Saved data entries:
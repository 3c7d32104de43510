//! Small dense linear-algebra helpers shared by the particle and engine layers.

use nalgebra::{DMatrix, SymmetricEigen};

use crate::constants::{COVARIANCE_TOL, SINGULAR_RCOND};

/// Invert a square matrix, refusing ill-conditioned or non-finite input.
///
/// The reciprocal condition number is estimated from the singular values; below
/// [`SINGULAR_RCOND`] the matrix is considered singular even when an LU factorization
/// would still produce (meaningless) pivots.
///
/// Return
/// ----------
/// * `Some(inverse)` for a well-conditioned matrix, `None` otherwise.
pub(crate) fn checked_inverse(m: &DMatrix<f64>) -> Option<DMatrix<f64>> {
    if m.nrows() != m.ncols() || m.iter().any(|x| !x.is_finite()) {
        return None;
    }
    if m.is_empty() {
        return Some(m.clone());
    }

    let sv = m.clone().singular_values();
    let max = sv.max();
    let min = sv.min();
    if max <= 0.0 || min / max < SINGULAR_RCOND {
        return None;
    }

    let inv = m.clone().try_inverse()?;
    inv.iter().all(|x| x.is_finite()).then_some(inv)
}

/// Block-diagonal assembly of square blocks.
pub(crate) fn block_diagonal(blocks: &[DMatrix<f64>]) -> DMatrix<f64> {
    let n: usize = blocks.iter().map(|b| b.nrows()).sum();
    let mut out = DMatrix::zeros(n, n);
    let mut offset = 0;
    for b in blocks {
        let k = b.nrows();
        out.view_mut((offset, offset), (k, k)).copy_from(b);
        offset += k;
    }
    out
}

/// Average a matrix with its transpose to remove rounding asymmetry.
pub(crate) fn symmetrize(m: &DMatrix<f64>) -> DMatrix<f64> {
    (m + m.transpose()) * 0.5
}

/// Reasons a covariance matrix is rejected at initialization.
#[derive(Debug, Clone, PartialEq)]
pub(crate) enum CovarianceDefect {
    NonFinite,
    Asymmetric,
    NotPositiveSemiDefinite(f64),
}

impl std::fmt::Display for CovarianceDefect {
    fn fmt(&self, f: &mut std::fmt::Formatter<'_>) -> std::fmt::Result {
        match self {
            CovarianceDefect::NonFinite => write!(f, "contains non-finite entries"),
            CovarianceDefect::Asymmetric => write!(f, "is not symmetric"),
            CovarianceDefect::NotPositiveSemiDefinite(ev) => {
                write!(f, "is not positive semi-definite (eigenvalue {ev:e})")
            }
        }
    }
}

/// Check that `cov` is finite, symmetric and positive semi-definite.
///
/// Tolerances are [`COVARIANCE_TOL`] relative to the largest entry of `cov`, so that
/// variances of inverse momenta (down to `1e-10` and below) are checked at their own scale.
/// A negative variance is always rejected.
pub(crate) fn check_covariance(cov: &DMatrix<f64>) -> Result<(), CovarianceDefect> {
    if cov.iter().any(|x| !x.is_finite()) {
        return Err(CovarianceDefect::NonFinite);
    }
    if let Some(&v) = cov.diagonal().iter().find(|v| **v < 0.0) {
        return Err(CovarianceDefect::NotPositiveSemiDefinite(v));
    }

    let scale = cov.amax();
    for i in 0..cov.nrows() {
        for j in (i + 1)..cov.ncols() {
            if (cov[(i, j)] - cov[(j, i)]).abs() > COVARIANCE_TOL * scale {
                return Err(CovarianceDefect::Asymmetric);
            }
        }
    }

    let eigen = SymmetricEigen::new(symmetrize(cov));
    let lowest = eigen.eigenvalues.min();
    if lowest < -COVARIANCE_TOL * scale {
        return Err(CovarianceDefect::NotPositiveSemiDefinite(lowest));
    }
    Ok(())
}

> [WHAT TO WORK ON]: Print out all of the data above word for word.

> [OUTPUT OF THE TASK]:
repository 3c7d32104de43510
//! Small dense linear-algebra helpers shared by the particle and engine layers.

use nalgebra::{DMatrix, SymmetricEigen};

use crate::constants::{COVARIANCE_TOL, SINGULAR_RCOND};

/// Invert a square matrix, refusing ill-conditioned or non-finite input.
///
/// The reciprocal condition number is estimated from the singular values; below
/// [`SINGULAR_RCOND`] the matrix is considered singular even when an LU factorization
/// would still produce (meaningless) pivots.
///
/// Return
/// ----------
/// * `Some(inverse)` for a well-conditioned matrix, `None` otherwise.
pub(crate) fn checked_inverse(m: &DMatrix<f64>) -> Option<DMatrix<f64>> {
    if m.nrows() != m.ncols() || m.iter().any(|x| !x.is_finite()) {
        return None;
    }
    if m.is_empty() {
        return Some(m.clone());
    }

    let sv = m.clone().singular_values();
    let max = sv.max();
    let min = sv.min();
    if max <= 0.0 || min / max < SINGULAR_RCOND {
        return None;
    }

    let inv = m.clone().try_inverse()?;
    inv.iter().all(|x| x.is_finite()).then_some(inv)
}

/// Block-diagonal assembly of square blocks.
pub(crate) fn block_diagonal(blocks: &[DMatrix<f64>]) -> DMatrix<f64> {
    let n: usize = blocks.iter().map(|b| b.nrows()).sum();
    let mut out = DMatrix::zeros(n, n);
    let mut offset = 0;
    for b in blocks {
        let k = b.nrows();
        out.view_mut((offset, offset), (k, k)).copy_from(b);
        offset += k;
    }
    out
}

/// Average a matrix with its transpose to remove rounding asymmetry.
pub(crate) fn symmetrize(m: &DMatrix<f64>) -> DMatrix<f64> {
    (m + m.transpose()) * 0.5
}

/// Reasons a covariance matrix is rejected at initialization.
#[derive(Debug, Clone, PartialEq)]
pub(crate) enum CovarianceDefect {
    NonFinite,
    Asymmetric,
    NotPositiveSemiDefinite(f64),
}

impl std::fmt::Display for CovarianceDefect {
    fn fmt(&self, f: &mut std::fmt::Formatter<'_>) -> std::fmt::Result {
        match self {
            CovarianceDefect::NonFinite => write!(f, "contains non-finite entries"),
            CovarianceDefect::Asymmetric => write!(f, "is not symmetric"),
            CovarianceDefect::NotPositiveSemiDefinite(ev) => {
                write!(f, "is not positive semi-definite (eigenvalue {ev:e})")
            }
        }
    }
}

/// Check that `cov` is finite, symmetric and positive semi-definite.
///
/// Tolerances are [`COVARIANCE_TOL`] relative to the largest entry of `cov`, so that
/// variances of inverse momenta (down to `1e-10` and below) are checked at their own scale.
/// A negative variance is always rejected.
pub(crate) fn check_covariance(cov: &DMatrix<f64>) -> Result<(), CovarianceDefect> {
    if cov.iter().any(|x| !x.is_finite()) {
        return Err(CovarianceDefect::NonFinite);
    }
    if let Some(&v) = cov.diagonal().iter().find(|v| **v < 0.0) {
        return Err(CovarianceDefect::NotPositiveSemiDefinite(v));
    }

    let scale = cov.amax();
    for i in 0..cov.nrows() {
        for j in (i + 1)..cov.ncols() {
            if (cov[(i, j)] - cov[(j, i)]).abs() > COVARIANCE_TOL * scale {
                return Err(CovarianceDefect::Asymmetric);
            }
        }
    }

    let eigen = SymmetricEigen::new(symmetrize(cov));
    let lowest = eigen.eigenvalues.min();
    if lowest < -COVARIANCE_TOL * scale {
        return Err(CovarianceDefect::NotPositiveSemiDefinite(lowest));
    }
    Ok(())
}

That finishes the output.